En ce temps-là les hommes se regroupaient entre eux, délaissant les femmes qu’ils tenaient la plupart du temps à distance. D’ailleurs, dans les évangiles eux-mêmes, les apôtres ne parlent pas aux femmes, hormis la réponse de Pierre à la femme qui croît avoir reconnu le Galiléen au moment de l’arrestation de Jésus. Écoutons l’Ecriture qui nous rapatrie dans l’univers palestinien du temps de Jésus. Il se distingue, lui, en dialoguant avec les femmes. Il entend leurs questions, il écoute leurs réponses et souvent reconnaît en elles la force de l’Esprit.

Souvenons-nous de cette femme, dans la cohue de Capharnaüm, qui perd son sang depuis douze ans et s’approche de Jésus jusqu'à toucher son manteau. Elle est catégorisée comme intouchable. Jésus ne la réprimande pas pour je ne sais quelle impudence. « Va, lui dit Jésus, ta foi t’a sauvée ! » C’est avant tout la foi de cette femme que reconnaît le Sauveur, sa foi qui l’a emportée, jusqu’à la conduire auprès de lui, le Libérateur.

Il en va de même pas très loin du grand port de Tyr. Là, Jésus est interpellé par une Cananéenne, une païenne, syro-phénicienne. Les Cananéens sont suspects aux yeux des juifs qui cultivent une aversion séculaire envers la religion de Baal que les Cananéens pratiquent. À cause de cela elle sait la suspicion dont elle est l’objet. Elle vient cependant se jeter aux pieds de Jésus et lui demande de guérir sa fille possédée. 

« Laisse d’abord les enfants se rassasier », lui dit Jésus. Mais elle tient bon et lui réplique : « Seigneur, les petits chiens, mangent bien les miettes des petits enfants ! » Alors Jésus reconnaissant que l’Esprit l’a touchée lui dit : « À cause de cette parole, va : le démon est sorti de ta fille. » (Mc 7, 24-29).
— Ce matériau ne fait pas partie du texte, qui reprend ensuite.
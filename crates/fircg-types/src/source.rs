//! The target-independent type universe handed to code generation.

use crate::error::{TypeError, TypeResult};
use crate::kind::KindTy;
use std::fmt;
use std::hash::{Hash, Hasher};
use std::sync::{Arc, OnceLock};

/// One dimension of a sequence shape.
#[derive(Debug, Clone, Copy, PartialEq, Eq, Hash)]
pub enum Extent {
    Known(u64),
    Unknown,
}

impl Extent {
    pub fn is_known(self) -> bool {
        matches!(self, Extent::Known(_))
    }
}

impl From<u64> for Extent {
    fn from(value: u64) -> Self {
        Extent::Known(value)
    }
}

/// Ordered extents of a sequence. An empty list means the rank itself is
/// not known (assumed rank).
#[derive(Debug, Clone, PartialEq, Eq, Hash, Default)]
pub struct Shape(Vec<Extent>);

impl Shape {
    pub fn new(extents: Vec<Extent>) -> Self {
        Shape(extents)
    }

    /// Shape of an assumed-rank entity.
    pub fn assumed_rank() -> Self {
        Shape(Vec::new())
    }

    pub fn extents(&self) -> &[Extent] {
        &self.0
    }

    pub fn dimension(&self) -> usize {
        self.0.len()
    }

    pub fn is_unknown(&self) -> bool {
        self.0.is_empty()
    }

    /// Number of leading dimensions with a known extent.
    pub fn constant_rows(&self) -> usize {
        self.0.iter().take_while(|e| e.is_known()).count()
    }
}

impl From<Vec<Extent>> for Shape {
    fn from(extents: Vec<Extent>) -> Self {
        Shape(extents)
    }
}

/// Length of a character entity.
#[derive(Debug, Clone, Copy, PartialEq, Eq, Hash)]
pub enum CharLen {
    Known(u64),
    Unknown,
}

/// Rank of a descriptor. `Unknown` is distinct from rank 0.
#[derive(Debug, Clone, Copy, PartialEq, Eq, Hash)]
pub enum Rank {
    Known(u32),
    Unknown,
}

/// The three flavours of memory reference.
#[derive(Debug, Clone, Copy, PartialEq, Eq, Hash)]
pub enum PointerKind {
    Reference,
    Pointer,
    Heap,
}

#[derive(Debug, Clone, PartialEq, Eq, Hash)]
pub struct SequenceType {
    pub shape: Shape,
    pub element: Arc<SourceType>,
}

impl SequenceType {
    pub fn dimension(&self) -> usize {
        self.shape.dimension()
    }

    pub fn constant_rows(&self) -> usize {
        self.shape.constant_rows()
    }

    pub fn has_unknown_shape(&self) -> bool {
        self.shape.is_unknown()
    }

    /// True iff the shape exists and every extent is known.
    pub fn has_constant_shape(&self) -> bool {
        !self.shape.is_unknown() && self.constant_rows() == self.dimension()
    }

    /// True when everything after the leading constant rows is unknown, so
    /// the sequence can degenerate to a pointer to its constant interior.
    pub fn has_constant_interior(&self) -> bool {
        if self.has_unknown_shape() {
            return true;
        }
        self.shape.extents()[self.constant_rows()..]
            .iter()
            .all(|e| !e.is_known())
    }
}

/// Boxed descriptor (fat pointer) type.
#[derive(Debug, Clone, PartialEq, Eq, Hash)]
pub struct BoxType {
    pub element: Arc<SourceType>,
    pub declared_rank: Option<Rank>,
    /// Polymorphic entities need the extended descriptor layout.
    pub polymorphic: bool,
}

#[derive(Debug, Clone, PartialEq, Eq, Hash, Default)]
pub struct FunctionType {
    pub inputs: Vec<SourceType>,
    pub results: Vec<SourceType>,
}

impl FunctionType {
    pub fn new(inputs: Vec<SourceType>, results: Vec<SourceType>) -> Self {
        FunctionType { inputs, results }
    }
}

/// A named derived type. Records are uniquely named, so identity is the
/// name. The field list may be supplied after the record is created, which
/// is how self- and mutually-referential records are built.
pub struct RecordType {
    name: String,
    len_params: Vec<(String, SourceType)>,
    fields: OnceLock<Vec<(String, SourceType)>>,
}

impl RecordType {
    /// Forward declaration without a body.
    pub fn declare(name: impl Into<String>) -> Arc<Self> {
        Arc::new(RecordType {
            name: name.into(),
            len_params: Vec::new(),
            fields: OnceLock::new(),
        })
    }

    /// Forward declaration of a record with length type parameters.
    pub fn declare_with_len_params(
        name: impl Into<String>,
        len_params: Vec<(String, SourceType)>,
    ) -> Arc<Self> {
        Arc::new(RecordType {
            name: name.into(),
            len_params,
            fields: OnceLock::new(),
        })
    }

    pub fn with_fields(name: impl Into<String>, fields: Vec<(String, SourceType)>) -> Arc<Self> {
        let record = Self::declare(name);
        let _ = record.fields.set(fields);
        record
    }

    /// Supplies the body of a forward-declared record.
    pub fn finalize(&self, fields: Vec<(String, SourceType)>) -> TypeResult<()> {
        self.fields
            .set(fields)
            .map_err(|_| TypeError::RecordRedefined(self.name.clone()))
    }

    pub fn name(&self) -> &str {
        &self.name
    }

    pub fn fields(&self) -> Option<&[(String, SourceType)]> {
        self.fields.get().map(Vec::as_slice)
    }

    pub fn len_params(&self) -> &[(String, SourceType)] {
        &self.len_params
    }

    pub fn is_finalized(&self) -> bool {
        self.fields.get().is_some()
    }
}

impl PartialEq for RecordType {
    fn eq(&self, other: &Self) -> bool {
        self.name == other.name
    }
}

impl Eq for RecordType {}

impl Hash for RecordType {
    fn hash<H: Hasher>(&self, state: &mut H) {
        self.name.hash(state);
    }
}

// Fields may refer back to this record, so only the name is printed.
impl fmt::Debug for RecordType {
    fn fmt(&self, f: &mut fmt::Formatter<'_>) -> fmt::Result {
        f.debug_struct("RecordType")
            .field("name", &self.name)
            .field("finalized", &self.is_finalized())
            .finish()
    }
}

/// Target-independent type, as produced by semantic analysis.
#[derive(Debug, Clone, PartialEq, Eq, Hash)]
pub enum SourceType {
    Box(BoxType),
    /// Boxed character: a (buffer address, length) pair.
    BoxChar { kind: KindTy },
    BoxProc(Arc<FunctionType>),
    Character { kind: KindTy, len: CharLen },
    Complex(KindTy),
    Record(Arc<RecordType>),
    Logical(KindTy),
    Integer(KindTy),
    Real(KindTy),
    PointerLike { kind: PointerKind, pointee: Arc<SourceType> },
    Sequence(SequenceType),
    Vector { element: Arc<SourceType>, len: u64 },
    Tuple(Vec<SourceType>),
    Function(Arc<FunctionType>),
    /// Field index marker.
    Field,
    /// Length parameter marker.
    Len,
    /// Type descriptor of the given type.
    TypeDesc(Arc<SourceType>),
    /// The unit type.
    None,
}

impl SourceType {
    pub fn integer(kind: KindTy) -> Self {
        SourceType::Integer(kind)
    }

    pub fn real(kind: KindTy) -> Self {
        SourceType::Real(kind)
    }

    pub fn logical(kind: KindTy) -> Self {
        SourceType::Logical(kind)
    }

    pub fn complex(kind: KindTy) -> Self {
        SourceType::Complex(kind)
    }

    pub fn character(kind: KindTy, len: u64) -> Self {
        SourceType::Character { kind, len: CharLen::Known(len) }
    }

    pub fn dynamic_character(kind: KindTy) -> Self {
        SourceType::Character { kind, len: CharLen::Unknown }
    }

    pub fn reference(pointee: SourceType) -> Self {
        SourceType::PointerLike { kind: PointerKind::Reference, pointee: Arc::new(pointee) }
    }

    pub fn pointer(pointee: SourceType) -> Self {
        SourceType::PointerLike { kind: PointerKind::Pointer, pointee: Arc::new(pointee) }
    }

    pub fn heap(pointee: SourceType) -> Self {
        SourceType::PointerLike { kind: PointerKind::Heap, pointee: Arc::new(pointee) }
    }

    pub fn sequence(shape: impl Into<Shape>, element: SourceType) -> Self {
        SourceType::Sequence(SequenceType {
            shape: shape.into(),
            element: Arc::new(element),
        })
    }

    pub fn boxed(element: SourceType) -> Self {
        SourceType::Box(BoxType {
            element: Arc::new(element),
            declared_rank: None,
            polymorphic: false,
        })
    }

    pub fn boxed_with_rank(element: SourceType, rank: Rank) -> Self {
        SourceType::Box(BoxType {
            element: Arc::new(element),
            declared_rank: Some(rank),
            polymorphic: false,
        })
    }

    pub fn polymorphic_box(element: SourceType) -> Self {
        SourceType::Box(BoxType {
            element: Arc::new(element),
            declared_rank: None,
            polymorphic: true,
        })
    }

    pub fn record(record: &Arc<RecordType>) -> Self {
        SourceType::Record(Arc::clone(record))
    }

    pub fn vector(element: SourceType, len: u64) -> Self {
        SourceType::Vector { element: Arc::new(element), len }
    }

    pub fn function(inputs: Vec<SourceType>, results: Vec<SourceType>) -> Self {
        SourceType::Function(Arc::new(FunctionType::new(inputs, results)))
    }

    pub fn type_desc(of: SourceType) -> Self {
        SourceType::TypeDesc(Arc::new(of))
    }

    /// Element type behind a reference, pointer or heap type.
    pub fn pointee(&self) -> Option<&SourceType> {
        match self {
            SourceType::PointerLike { pointee, .. } => Some(pointee),
            _ => None,
        }
    }

    /// Character element carried by a boxed character.
    pub fn boxchar_element(kind: KindTy) -> Self {
        SourceType::dynamic_character(kind)
    }

    /// Members of a tuple with nested tuples spliced in place.
    pub fn flattened_members(&self) -> Vec<&SourceType> {
        let mut members = Vec::new();
        flatten_into(self, &mut members);
        members
    }
}

fn flatten_into<'a>(ty: &'a SourceType, out: &mut Vec<&'a SourceType>) {
    match ty {
        SourceType::Tuple(members) => {
            for member in members {
                flatten_into(member, out);
            }
        }
        other => out.push(other),
    }
}

fn write_list(f: &mut fmt::Formatter<'_>, types: &[SourceType]) -> fmt::Result {
    for (i, ty) in types.iter().enumerate() {
        if i > 0 {
            f.write_str(", ")?;
        }
        write!(f, "{}", ty)?;
    }
    Ok(())
}

impl fmt::Display for FunctionType {
    fn fmt(&self, f: &mut fmt::Formatter<'_>) -> fmt::Result {
        f.write_str("(")?;
        write_list(f, &self.inputs)?;
        f.write_str(") -> (")?;
        write_list(f, &self.results)?;
        f.write_str(")")
    }
}

impl fmt::Display for SourceType {
    fn fmt(&self, f: &mut fmt::Formatter<'_>) -> fmt::Result {
        match self {
            SourceType::Box(b) if b.polymorphic => write!(f, "class<{}>", b.element),
            SourceType::Box(b) => write!(f, "box<{}>", b.element),
            SourceType::BoxChar { kind } => write!(f, "boxchar<{}>", kind),
            SourceType::BoxProc(sig) => write!(f, "boxproc<{}>", sig),
            SourceType::Character { kind, len } => match len {
                CharLen::Known(1) => write!(f, "char<{}>", kind),
                CharLen::Known(n) => write!(f, "char<{},{}>", kind, n),
                CharLen::Unknown => write!(f, "char<{},?>", kind),
            },
            SourceType::Complex(kind) => write!(f, "complex<{}>", kind),
            SourceType::Record(record) => write!(f, "type<{}>", record.name()),
            SourceType::Logical(kind) => write!(f, "logical<{}>", kind),
            SourceType::Integer(kind) => write!(f, "int<{}>", kind),
            SourceType::Real(kind) => write!(f, "real<{}>", kind),
            SourceType::PointerLike { kind, pointee } => {
                let prefix = match kind {
                    PointerKind::Reference => "ref",
                    PointerKind::Pointer => "ptr",
                    PointerKind::Heap => "heap",
                };
                write!(f, "{}<{}>", prefix, pointee)
            }
            SourceType::Sequence(seq) => {
                f.write_str("array<")?;
                if seq.has_unknown_shape() {
                    f.write_str("*")?;
                } else {
                    for (i, extent) in seq.shape.extents().iter().enumerate() {
                        if i > 0 {
                            f.write_str("x")?;
                        }
                        match extent {
                            Extent::Known(n) => write!(f, "{}", n)?,
                            Extent::Unknown => f.write_str("?")?,
                        }
                    }
                }
                write!(f, ":{}>", seq.element)
            }
            SourceType::Vector { element, len } => write!(f, "vector<{}:{}>", len, element),
            SourceType::Tuple(members) => {
                f.write_str("tuple<")?;
                write_list(f, members)?;
                f.write_str(">")
            }
            SourceType::Function(sig) => write!(f, "{}", sig),
            SourceType::Field => f.write_str("field"),
            SourceType::Len => f.write_str("len"),
            SourceType::TypeDesc(of) => write!(f, "tdesc<{}>", of),
            SourceType::None => f.write_str("none"),
        }
    }
}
Aux noces de Cana, Jésus semble indifférent à l’information que lui fournit sa mère lorsqu’elle lui annonce qu’, « ils n’ont plus de vin » ; mais Jésus avance l’heure du premier miracle lorsque, contre toute attente, sa mère s’en va dire aux serviteurs : « Faites ce qu’il vous dira. »
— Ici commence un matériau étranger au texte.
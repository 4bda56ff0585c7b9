//! Per-target rules for laying out and passing complex numbers and boxed
//! characters.
//!
//! The memory layouts are the same everywhere; only the argument and return
//! marshalling differ, and those differences are captured in one small rule
//! table per [`TargetAbi`].

use crate::error::{AbiError, AbiResult, TargetResult};
use crate::marshal::{Attributes, Marshalling};
use crate::triple::{parse_triple, TargetAbi};
use fircg_types::{FloatClass, KindMapping, PhysicalType};
use std::sync::Arc;
use target_lexicon::Triple;

/// How a complex value of one precision crosses a call boundary.
#[derive(Debug, Clone, Copy, PartialEq, Eq)]
enum ComplexPassing {
    /// Hidden reference to a caller-owned `{e, e}` copy.
    ByValReference { align: u16 },
    /// One `<2 x e>` vector register.
    Vector,
    /// Two separate scalar slots.
    SplitScalars,
    /// Both lanes packed into one `i64`.
    PackedInteger,
    /// Hidden result reference to `{e, e}`.
    HiddenResult { align: u16 },
    /// A genuine `{e, e}` value.
    StructValue,
}

#[derive(Debug, Clone, Copy)]
struct PrecisionRules {
    single: ComplexPassing,
    double: ComplexPassing,
}

#[derive(Debug)]
struct AbiRules {
    complex_argument: PrecisionRules,
    complex_return: PrecisionRules,
}

static I386_RULES: AbiRules = AbiRules {
    complex_argument: PrecisionRules {
        single: ComplexPassing::ByValReference { align: 4 },
        double: ComplexPassing::ByValReference { align: 4 },
    },
    complex_return: PrecisionRules {
        single: ComplexPassing::PackedInteger,
        double: ComplexPassing::HiddenResult { align: 4 },
    },
};

// x86-64 and AArch64 share the same complex conventions.
static LP64_RULES: AbiRules = AbiRules {
    complex_argument: PrecisionRules {
        single: ComplexPassing::Vector,
        double: ComplexPassing::SplitScalars,
    },
    complex_return: PrecisionRules {
        single: ComplexPassing::Vector,
        double: ComplexPassing::StructValue,
    },
};

impl TargetAbi {
    fn rules(self) -> &'static AbiRules {
        match self {
            TargetAbi::I386 => &I386_RULES,
            TargetAbi::X86_64 | TargetAbi::AArch64 => &LP64_RULES,
        }
    }
}

/// Target-specific representation rules. One per compilation, immutable
/// once built, and safe to share between threads.
#[derive(Debug, Clone)]
pub struct AbiCatalog {
    abi: TargetAbi,
    triple: Triple,
    kind_map: Arc<KindMapping>,
}

impl AbiCatalog {
    /// Builds the catalog for `triple`. Fails before any type is converted
    /// when the triple has no rule table.
    pub fn new(triple: Triple, kind_map: Arc<KindMapping>) -> TargetResult<Self> {
        let abi = TargetAbi::select(&triple)?;
        log::debug!("selected {} ABI catalog for {}", abi, triple);
        Ok(AbiCatalog { abi, triple, kind_map })
    }

    /// Parses `triple` (accepting `default` and `native`) and builds the catalog.
    pub fn from_triple_str(triple: &str, kind_map: Arc<KindMapping>) -> TargetResult<Self> {
        Self::new(parse_triple(triple)?, kind_map)
    }

    pub fn abi(&self) -> TargetAbi {
        self.abi
    }

    pub fn triple(&self) -> &Triple {
        &self.triple
    }

    pub fn kind_map(&self) -> &Arc<KindMapping> {
        &self.kind_map
    }

    /// Width of the length slot of a boxed character and of descriptor indices.
    pub fn default_width(&self) -> u32 {
        self.abi.default_width()
    }

    /// `{e, e}` on every target.
    pub fn complex_memory_type(&self, element: &PhysicalType) -> PhysicalType {
        complex_pair(element)
    }

    /// Slots for a complex argument passed by value.
    pub fn complex_argument_type(&self, element: &PhysicalType) -> AbiResult<Marshalling> {
        let passing = self.complex_rule(self.abi.rules().complex_argument, element, "argument")?;
        Ok(self.marshal_complex(passing, element))
    }

    /// Slots for a complex return value. May turn into a hidden result argument.
    pub fn complex_return_type(&self, element: &PhysicalType) -> AbiResult<Marshalling> {
        let passing = self.complex_rule(self.abi.rules().complex_return, element, "return value")?;
        Ok(self.marshal_complex(passing, element))
    }

    /// `{e*, iW}` where `W` is the target default width.
    pub fn boxchar_memory_type(&self, element: &PhysicalType) -> PhysicalType {
        PhysicalType::literal_struct(vec![
            PhysicalType::pointer_to(element.clone()),
            PhysicalType::int(self.default_width()),
        ])
    }

    /// Slots for a boxed character argument. The address keeps the declared
    /// position while the length goes after all declared parameters, unless
    /// this pair is the hidden CHARACTER result, whose length stays adjacent.
    pub fn boxchar_argument_type(&self, element: &PhysicalType, is_hidden_result: bool) -> Marshalling {
        let len_attrs = if is_hidden_result {
            Attributes::new()
        } else {
            Attributes::new().append()
        };
        vec![
            (PhysicalType::pointer_to(element.clone()), Attributes::new()),
            (PhysicalType::int(self.default_width()), len_attrs),
        ]
    }

    fn complex_rule(
        &self,
        rules: PrecisionRules,
        element: &PhysicalType,
        position: &str,
    ) -> AbiResult<ComplexPassing> {
        match element {
            PhysicalType::Float(FloatClass::Single) => Ok(rules.single),
            PhysicalType::Float(FloatClass::Double) => Ok(rules.double),
            other => Err(AbiError::UnsupportedConstruct {
                construct: format!("complex {} with {} parts", position, other),
                target: self.triple.to_string(),
            }),
        }
    }

    fn marshal_complex(&self, passing: ComplexPassing, element: &PhysicalType) -> Marshalling {
        match passing {
            ComplexPassing::ByValReference { align } => vec![(
                PhysicalType::pointer_to(complex_pair(element)),
                Attributes::new().with_alignment(align).by_val(),
            )],
            ComplexPassing::Vector => {
                vec![(PhysicalType::vector_of(element.clone(), 2), Attributes::new())]
            }
            ComplexPassing::SplitScalars => vec![
                (element.clone(), Attributes::new()),
                (element.clone(), Attributes::new()),
            ],
            ComplexPassing::PackedInteger => vec![(PhysicalType::int(64), Attributes::new())],
            ComplexPassing::HiddenResult { align } => vec![(
                PhysicalType::pointer_to(complex_pair(element)),
                Attributes::new().with_alignment(align).sret(),
            )],
            ComplexPassing::StructValue => vec![(complex_pair(element), Attributes::new())],
        }
    }
}

fn complex_pair(element: &PhysicalType) -> PhysicalType {
    PhysicalType::literal_struct(vec![element.clone(), element.clone()])
}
Avec les femmes comme avec les apôtres, cette reconnaissance par le Christ de l’Esprit à l’œuvre dans l’humanité intervient toujours à l’occasion de dialogues. 
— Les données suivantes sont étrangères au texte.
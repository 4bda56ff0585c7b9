use crate::helpers::has_dynamic_size;
use crate::{LowerResult, TypeConverter};
use fircg_types::{Extent, PhysicalType, SequenceType, SourceType};

impl TypeConverter {
    /// array<c0 x c1 x ... : T> --> [... [c1 x [c0 x T]]]
    ///
    /// Dimensions are nested from the first (innermost) outward. At the first
    /// unknown extent the sequence degenerates to a pointer to the arrays
    /// built so far.
    pub(crate) fn lower_sequence(&mut self, seq: &SequenceType) -> LowerResult<PhysicalType> {
        let mut base = self.lower(&seq.element)?;
        if has_dynamic_size(&seq.element) {
            return Ok(PhysicalType::pointer_to(base));
        }
        for extent in &seq.shape.extents()[..seq.constant_rows()] {
            if let Extent::Known(count) = extent {
                base = PhysicalType::array_of(base, *count);
            }
        }
        if seq.has_constant_shape() {
            return Ok(base);
        }
        Ok(PhysicalType::pointer_to(base))
    }

    /// ref<T>, ptr<T>, heap<T> --> T*
    pub(crate) fn lower_pointer_like(&mut self, pointee: &SourceType) -> LowerResult<PhysicalType> {
        let mut element = pointee;
        // A runtime-shaped sequence already lowers to a pointer; referencing
        // it must not add a second level of indirection.
        if let SourceType::Sequence(seq) = pointee {
            if !seq.has_constant_shape() || has_dynamic_size(&seq.element) {
                if seq.has_constant_interior() {
                    return self.lower(pointee);
                }
                element = &seq.element;
            }
        }
        // A descriptor is already a pointer, so ref<box<T>> and box<T> are the
        // same physical type.
        if let SourceType::Box(_) = element {
            return self.lower(element);
        }
        Ok(PhysicalType::pointer_to(self.lower(element)?))
    }
}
Au lendemain de la mort de Lazare, c’est encore sous forme de dialogue que Jésus annonce à Marthe : « Moi, je suis la Résurrection et la vie. Celui qui croit en moi, même s’il meurt, vivra. » Puis il ajoute : « Crois-tu cela ? » La question autorise la négation ou le doute, puisque Lazare est mort. Or Marthe répond : « Oui, Seigneur, tu es le Messie, je le crois, tu es le Fils de Dieu, celui qui vient dans le monde. » Alors seulement, Jésus ressuscite Lazare. En somme, le Christ ne reconnaît pas seulement la présence de l’Esprit chez les femmes, mais il en reconnaît la puissante efficience.